The Midtown Community Court is a part of the New York City Criminal Court that focuses on quality-of-life offenses, such as prostitution, shoplifting, farebeating and vandalism, with a view toward rehabilitation instead of punishment. For example, judges may order offenders to perform community service and refer them to such social services as drug treatment, mental health counseling, and job training.

It was established in 1993 in the Times Square neighborhood of Manhattan, New York City, and is now located on West 54th Street in Hell's Kitchen, Manhattan. The Midtown Community Court was established as a collaboration between the New York State Unified Court System and the Center for Court Innovation. The court relies on partnerships with local residents, businesses and social service agencies to organize community restitution projects and provide on-site social services, including drug treatment, mental health counseling, and job training. Unlike most conventional courts, the Midtown Court combines punishment and help, requiring low-level offenders to pay back the neighborhood through community service while mandating them to receive social services to address problems that often underlie criminal behavior.
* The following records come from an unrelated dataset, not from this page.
//! Dates and day count conventions.
//!
//! This module provides:
//! - `Date`: Type-safe date wrapper around chrono::NaiveDate
//! - `DayCountConvention`: The year-fraction function shared by discounting
//!   and the simulation time grid
//!
//! # Examples
//!
//! ```
//! use pricer_core::types::time::{Date, DayCountConvention};
//!
//! let start = Date::from_ymd(2024, 1, 1).unwrap();
//! let end = Date::from_ymd(2024, 7, 1).unwrap();
//!
//! let yf = DayCountConvention::Actual365Fixed.year_fraction(start, end);
//! assert!((yf - 0.4986).abs() < 0.001);
//! ```

use chrono::{Datelike, Months, NaiveDate};
use std::fmt;
use std::ops::Sub;
use std::str::FromStr;

use super::error::DateError;

/// Type-safe date wrapper around chrono::NaiveDate.
///
/// Serialises as ISO 8601 (`YYYY-MM-DD`).
///
/// # Examples
///
/// ```
/// use pricer_core::types::time::Date;
///
/// let date = Date::from_ymd(2024, 6, 15).unwrap();
/// let parsed: Date = "2024-06-15".parse().unwrap();
/// assert_eq!(date, parsed);
///
/// let later = Date::from_ymd(2024, 6, 25).unwrap();
/// assert_eq!(later - date, 10);
/// ```
#[derive(Copy, Clone, Debug, PartialEq, Eq, PartialOrd, Ord, Hash)]
#[cfg_attr(feature = "serde", derive(serde::Serialize, serde::Deserialize))]
#[cfg_attr(feature = "serde", serde(transparent))]
pub struct Date(NaiveDate);

impl Date {
    /// Creates a Date from year, month, and day components.
    ///
    /// # Errors
    ///
    /// Returns `DateError::InvalidDate` if the components do not form a
    /// calendar date (e.g. 30 February).
    pub fn from_ymd(year: i32, month: u32, day: u32) -> Result<Self, DateError> {
        NaiveDate::from_ymd_opt(year, month, day)
            .map(Date)
            .ok_or(DateError::InvalidDate { year, month, day })
    }

    /// Parses a date from ISO 8601 format (YYYY-MM-DD).
    pub fn parse(s: &str) -> Result<Self, DateError> {
        NaiveDate::parse_from_str(s, "%Y-%m-%d")
            .map(Date)
            .map_err(|e| DateError::ParseError(format!("'{}': {}", s, e)))
    }

    /// Returns the underlying chrono date.
    #[inline]
    pub fn into_inner(self) -> NaiveDate {
        self.0
    }

    /// Returns the year component.
    #[inline]
    pub fn year(&self) -> i32 {
        self.0.year()
    }

    /// Returns the month component (1-12).
    #[inline]
    pub fn month(&self) -> u32 {
        self.0.month()
    }

    /// Returns the day-of-month component.
    #[inline]
    pub fn day(&self) -> u32 {
        self.0.day()
    }

    /// Advances the date by a whole number of calendar months.
    ///
    /// Month-end dates are clipped to the last day of the target month,
    /// so 31 January plus one month is 28 or 29 February.
    ///
    /// # Examples
    ///
    /// ```
    /// use pricer_core::types::time::Date;
    ///
    /// let start = Date::from_ymd(2024, 1, 31).unwrap();
    /// assert_eq!(start.add_months(1).unwrap(), Date::from_ymd(2024, 2, 29).unwrap());
    /// ```
    pub fn add_months(self, months: u32) -> Result<Self, DateError> {
        self.0
            .checked_add_months(Months::new(months))
            .map(Date)
            .ok_or(DateError::Overflow { months })
    }
}

impl Sub for Date {
    type Output = i64;

    /// Number of calendar days from `other` to `self` (negative if `self` is earlier).
    fn sub(self, other: Self) -> i64 {
        (self.0 - other.0).num_days()
    }
}

impl FromStr for Date {
    type Err = DateError;

    fn from_str(s: &str) -> Result<Self, DateError> {
        Date::parse(s)
    }
}

impl fmt::Display for Date {
    fn fmt(&self, f: &mut fmt::Formatter<'_>) -> fmt::Result {
        write!(f, "{}", self.0.format("%Y-%m-%d"))
    }
}

impl From<NaiveDate> for Date {
    fn from(date: NaiveDate) -> Self {
        Date(date)
    }
}

/// Day count convention mapping a date pair to an elapsed year fraction.
///
/// Every time measure in the engine (simulation grid, discounting,
/// calibration expiries) goes through one convention so that `Δt` and
/// discount factors stay consistent.
///
/// # Variants
/// - `Actual360`: actual days / 360 (money-market convention, the default)
/// - `Actual365Fixed`: actual days / 365
/// - `Thirty360`: 30/360 US bond basis
#[non_exhaustive]
#[derive(Debug, Clone, Copy, PartialEq, Eq, Hash, Default)]
pub enum DayCountConvention {
    /// Actual/360: actual_days / 360.0
    #[default]
    Actual360,
    /// Actual/365 Fixed: actual_days / 365.0
    Actual365Fixed,
    /// 30/360 US bond basis
    Thirty360,
}

impl DayCountConvention {
    /// Returns the market name of the convention.
    pub fn name(&self) -> &'static str {
        match self {
            DayCountConvention::Actual360 => "ACT/360",
            DayCountConvention::Actual365Fixed => "ACT/365F",
            DayCountConvention::Thirty360 => "30/360",
        }
    }

    /// Year fraction between two dates.
    ///
    /// The result is negative when `end` precedes `start`, so callers can
    /// detect ordering mistakes instead of receiving a silent absolute value.
    ///
    /// # Examples
    ///
    /// ```
    /// use pricer_core::types::time::{Date, DayCountConvention};
    ///
    /// let start = Date::from_ymd(2024, 1, 1).unwrap();
    /// let end = Date::from_ymd(2024, 7, 1).unwrap();
    ///
    /// let yf = DayCountConvention::Actual360.year_fraction(start, end);
    /// assert!((yf - 182.0 / 360.0).abs() < 1e-12);
    /// assert!(DayCountConvention::Actual360.year_fraction(end, start) < 0.0);
    /// ```
    pub fn year_fraction(&self, start: Date, end: Date) -> f64 {
        match self {
            DayCountConvention::Actual360 => (end - start) as f64 / 360.0,
            DayCountConvention::Actual365Fixed => (end - start) as f64 / 365.0,
            DayCountConvention::Thirty360 => {
                let (a, b, sign) = if start <= end {
                    (start.0, end.0, 1.0)
                } else {
                    (end.0, start.0, -1.0)
                };

                let d1 = if a.day() == 31 { 30 } else { a.day() };
                let d2 = if b.day() == 31 && d1 == 30 { 30 } else { b.day() };

                let days = 360 * (b.year() - a.year())
                    + 30 * (b.month() as i32 - a.month() as i32)
                    + (d2 as i32 - d1 as i32);
                sign * days as f64 / 360.0
            }
        }
    }
}

impl FromStr for DayCountConvention {
    type Err = DateError;

    /// Parses a convention name (case-insensitive).
    ///
    /// Accepts `ACT/360`, `Actual360`, `A360`, `ACT/365F`, `Actual365`,
    /// `A365`, `30/360` and `Thirty360`.
    fn from_str(s: &str) -> Result<Self, Self::Err> {
        match s.to_uppercase().replace(['/', ' ', '_'], "").as_str() {
            "ACT360" | "ACTUAL360" | "A360" => Ok(DayCountConvention::Actual360),
            "ACT365F" | "ACT365" | "ACTUAL365" | "ACTUAL365FIXED" | "A365" => {
                Ok(DayCountConvention::Actual365Fixed)
            }
            "30360" | "THIRTY360" => Ok(DayCountConvention::Thirty360),
            _ => Err(DateError::UnknownConvention(s.to_string())),
        }
    }
}

impl fmt::Display for DayCountConvention {
    fn fmt(&self, f: &mut fmt::Formatter<'_>) -> fmt::Result {
        write!(f, "{}", self.name())
    }
}

#[cfg(feature = "serde")]
mod serde_impl {
    use super::DayCountConvention;
    use serde::{de, Deserialize, Deserializer, Serialize, Serializer};
    use std::str::FromStr;

    impl Serialize for DayCountConvention {
        fn serialize<S>(&self, serializer: S) -> Result<S::Ok, S::Error>
        where
            S: Serializer,
        {
            serializer.serialize_str(self.name())
        }
    }

    impl<'de> Deserialize<'de> for DayCountConvention {
        fn deserialize<D>(deserializer: D) -> Result<Self, D::Error>
        where
            D: Deserializer<'de>,
        {
            let s = String::deserialize(deserializer)?;
            DayCountConvention::from_str(&s).map_err(de::Error::custom)
        }
    }
}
The court was the subject of an independent evaluation by the National Center for State Courts. According to the National Center, the court's compliance rate of 75 percent for community service was the highest in the city. Offenders performing community service contribute hundreds of thousands of dollars' worth of labor to the community each year. In conjunction with aggressive law enforcement and economic development efforts, the court has affected neighborhood crime: prostitution arrests dropped 56 percent and arrests for illegal vending were down 24 percent.

The court has been replicated both in the United States, in cities including Austin, Philadelphia and Portland, Oregon, and abroad, in South Africa, Great Britain, Canada, and Australia.